Best practices: Compute policies

Warning

This article has been archived and may no longer reflect the current state of the product. For information about compute policies, see Create and manage compute policies.

Databricks compute policies provide administrators control over the creation of compute resources in a Databricks workspace. Effective use of compute policies allows administrators to:

Enforce standardized compute configurations.
Prevent excessive use of resources and control spending.
Ensure accurate chargeback by correctly tagging compute resources.
Facilitate analysis and processing by providing users with pre-configured compute configurations targeted at specific workloads.

Combined with effective onboarding, approval, and chargeback processes, compute policies can be a foundational component in Databricks platform governance. This guide presents recommendations and best practices to help you create a successful plan for integrating compute policies into your governance framework.

Since governance is unique to each organization’s requirements and existing governance infrastructure, this article begins by covering recommendations that apply commonly to compute policies. The last section of this article discusses specific strategies to address challenges you might see in your environment.

This article discusses the following best practices and recommendations to ensure a successful compute governance rollout:

Create a plan for introducing compute policies in phases to help users transition to a governed environment.
Create a plan for communicating changes for each phase of the compute policies rollout.
Identify compute governance challenges and implement strategies to address those challenges.

Compute policies rollout

Implementing compute policies can present a significant change to the user experience.

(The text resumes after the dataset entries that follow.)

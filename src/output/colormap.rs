// 该文件是 Kanjian （看见） 项目的一部分。
// src/output/colormap.rs - 颜色映射
//
// 本文件根据 Apache 许可证第 2.0 版（以下简称“许可证”）授权使用；
// 除非遵守该许可证条款，否则您不得使用本文件。
// 您可通过以下网址获取许可证副本：
// http://www.apache.org/licenses/LICENSE-2.0
// 除非适用法律要求或书面同意，根据本许可协议分发的软件均按“原样”提供，
// 不附带任何形式的明示或暗示的保证或条件。
// 有关许可权限与限制的具体条款，请参阅本许可协议。
//
// Copyright (C) 2026 Johann Li <me@qinka.pro>, Wareless Group

use std::{fmt, str::FromStr, sync::LazyLock};

use serde::{Deserialize, Deserializer, Serialize, Serializer};
use thiserror::Error;
use tracing::warn;

pub type Lut = [[u8; 3]; 256];

/// 颜色映射：查找表或单通道着色
#[derive(Debug, Clone, Copy, PartialEq, Eq, Default)]
pub enum ColorMap {
  #[default]
  Viridis,
  Magma,
  Inferno,
  Plasma,
  Jet,
  /// 灰度写入红色通道
  Red,
  Green,
  Blue,
}

impl ColorMap {
  pub const ALL: [ColorMap; 8] = [
    ColorMap::Viridis,
    ColorMap::Magma,
    ColorMap::Inferno,
    ColorMap::Plasma,
    ColorMap::Jet,
    ColorMap::Red,
    ColorMap::Green,
    ColorMap::Blue,
  ];

  pub fn name(self) -> &'static str {
    match self {
      ColorMap::Viridis => "viridis",
      ColorMap::Magma => "magma",
      ColorMap::Inferno => "inferno",
      ColorMap::Plasma => "plasma",
      ColorMap::Jet => "jet",
      ColorMap::Red => "red",
      ColorMap::Green => "green",
      ColorMap::Blue => "blue",
    }
  }

  /// 宽松解析：未知名称回退到 viridis
  pub fn parse_lenient(name: &str) -> Self {
    name.parse().unwrap_or_else(|_| {
      warn!("未知的颜色映射 '{}'，使用 viridis", name);
      ColorMap::default()
    })
  }

  /// 着色模式写入的输出通道
  pub fn tint_channel(self) -> Option<usize> {
    match self {
      ColorMap::Red => Some(0),
      ColorMap::Green => Some(1),
      ColorMap::Blue => Some(2),
      _ => None,
    }
  }

  pub fn lut(self) -> Option<&'static Lut> {
    match self {
      ColorMap::Viridis => Some(&VIRIDIS),
      ColorMap::Magma => Some(&MAGMA),
      ColorMap::Inferno => Some(&INFERNO),
      ColorMap::Plasma => Some(&PLASMA),
      ColorMap::Jet => Some(&JET),
      ColorMap::Red | ColorMap::Green | ColorMap::Blue => None,
    }
  }

  /// 单个灰度值对应的颜色
  pub fn apply(self, value: u8) -> [u8; 3] {
    if let Some(lut) = self.lut() {
      return lut[value as usize];
    }
    let mut rgb = [0u8; 3];
    if let Some(channel) = self.tint_channel() {
      rgb[channel] = value;
    }
    rgb
  }
}

#[derive(Error, Debug, Clone, PartialEq, Eq)]
#[error("未知的颜色映射: {0}")]
pub struct UnknownColorMap(pub String);

impl FromStr for ColorMap {
  type Err = UnknownColorMap;

  fn from_str(s: &str) -> Result<Self, Self::Err> {
    match s.trim().to_ascii_lowercase().as_str() {
      "viridis" => Ok(ColorMap::Viridis),
      "magma" => Ok(ColorMap::Magma),
      "inferno" => Ok(ColorMap::Inferno),
      "plasma" => Ok(ColorMap::Plasma),
      "jet" => Ok(ColorMap::Jet),
      "red" | "r" => Ok(ColorMap::Red),
      "green" | "g" => Ok(ColorMap::Green),
      "blue" | "b" => Ok(ColorMap::Blue),
      _ => Err(UnknownColorMap(s.to_string())),
    }
  }
}

impl fmt::Display for ColorMap {
  fn fmt(&self, f: &mut fmt::Formatter<'_>) -> fmt::Result {
    f.write_str(self.name())
  }
}

impl Serialize for ColorMap {
  fn serialize<S: Serializer>(&self, serializer: S) -> Result<S::Ok, S::Error> {
    serializer.serialize_str(self.name())
  }
}

// 持久化的配置里可能出现任意字符串，这里不报错
impl<'de> Deserialize<'de> for ColorMap {
  fn deserialize<D: Deserializer<'de>>(deserializer: D) -> Result<Self, D::Error> {
    let name = String::deserialize(deserializer)?;
    Ok(ColorMap::parse_lenient(&name))
  }
}

// 6 次多项式拟合的 matplotlib 色表，每行依次为 t^0..t^6 的 RGB 系数
type Poly = [[f64; 3]; 7];

const VIRIDIS_POLY: Poly = [
  [0.2777273272234177, 0.005407344544966578, 0.3340998053353061],
  [0.1050930431085774, 1.404613529898575, 1.384590162594685],
  [-0.3308618287255563, 0.214847559468213, 0.09509516302823659],
  [-4.634230498983486, -5.799100973351585, -19.33244095627987],
  [6.228269936347081, 14.17993336680509, 56.69055260068105],
  [4.776384997670288, -13.74514537774601, -65.35303263337234],
  [-5.435455855934631, 4.645852612178535, 26.3124352495832],
];

const PLASMA_POLY: Poly = [
  [0.05873234392399702, 0.02333670892565664, 0.5433401826748754],
  [2.176514634195958, 0.2383834171260182, 0.7539604599784036],
  [-2.689460476458034, -7.455851135738909, 3.110799939717086],
  [6.130348345893603, 42.3461881477227, -28.51885465332158],
  [-11.10743619062271, -82.66631109428045, 60.13984767418263],
  [10.02306557647065, 71.41361770095349, -54.07218655560067],
  [-3.658713842777788, -22.93153465461149, 18.19190778539828],
];

const MAGMA_POLY: Poly = [
  [-0.002136485053939582, -0.000749655052795221, -0.005386127855323933],
  [0.2516605407371642, 0.6775232436837668, 2.494026599312351],
  [8.353717279216625, -3.577719514958484, 0.3144679030132573],
  [-27.66873308576866, 14.26473078096533, -13.64921318813922],
  [52.17613981234068, -27.94360607168351, 12.94416944238394],
  [-50.76852536473588, 29.04658282127291, 4.23415299384598],
  [18.65570506591883, -11.48977351997711, -5.601961508734096],
];

const INFERNO_POLY: Poly = [
  [0.0002189403691192265, 0.001651004631001012, -0.01948089843709184],
  [0.1065134194856116, 0.5639564367884091, 3.932712388889277],
  [11.60249308247187, -3.972853965665698, -15.9423941062914],
  [-41.70399613139459, 17.43639888205313, 44.35414519872813],
  [77.162935699427, -33.40235894210092, -81.80730925738993],
  [-71.31942824499214, 32.62606426397723, 73.20951985803202],
  [25.13112622477341, -12.24266895238567, -23.07032500287172],
];

static VIRIDIS: LazyLock<Lut> = LazyLock::new(|| poly_lut(&VIRIDIS_POLY));
static PLASMA: LazyLock<Lut> = LazyLock::new(|| poly_lut(&PLASMA_POLY));
static MAGMA: LazyLock<Lut> = LazyLock::new(|| poly_lut(&MAGMA_POLY));
static INFERNO: LazyLock<Lut> = LazyLock::new(|| poly_lut(&INFERNO_POLY));
static JET: LazyLock<Lut> = LazyLock::new(jet_lut);

fn to_u8(value: f64) -> u8 {
  (value.clamp(0.0, 1.0) * 255.0).round() as u8
}

fn poly_lut(poly: &Poly) -> Lut {
  let mut lut = [[0u8; 3]; 256];
  for (i, entry) in lut.iter_mut().enumerate() {
    let t = i as f64 / 255.0;
    for c in 0..3 {
      // Horner
      let value = poly.iter().rev().fold(0.0, |acc, coeffs| acc * t + coeffs[c]);
      entry[c] = to_u8(value);
    }
  }
  lut
}

fn jet_lut() -> Lut {
  let mut lut = [[0u8; 3]; 256];
  for (i, entry) in lut.iter_mut().enumerate() {
    let t = i as f64 / 255.0;
    let r = 1.5 - (4.0 * t - 3.0).abs();
    let g = 1.5 - (4.0 * t - 2.0).abs();
    let b = 1.5 - (4.0 * t - 1.0).abs();
    *entry = [to_u8(r), to_u8(g), to_u8(b)];
  }
  lut
}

Databricks recommends a phased approach to help guide users through the transition:

Communicate the upcoming changes and provide users an opportunity to test compute configurations.
Perform a soft rollout.
Incrementally introduce further policy changes.
Perform a hard cutover to an entirely governed environment.

A phased rollout allows users to familiarize themselves with the new policies and prevent disruption to existing workloads. The following diagram is an example of this recommended process:

The following sections provide more detailed information on these stages:

Communicate and test compute policies
Considerations for introducing compute policies
Final rollout

Communicate and test compute policies

Begin the process by communicating the upcoming changes to users. The communication plan should include:

Details on changes that are coming.
Why these changes are happening.
What users will need to do to ensure successful transitioning of workloads.
How to provide feedback about the changes.
A timeline for each stage of the rollout.
At the start of each stage of the phased rollout, communicate further details relevant to that stage.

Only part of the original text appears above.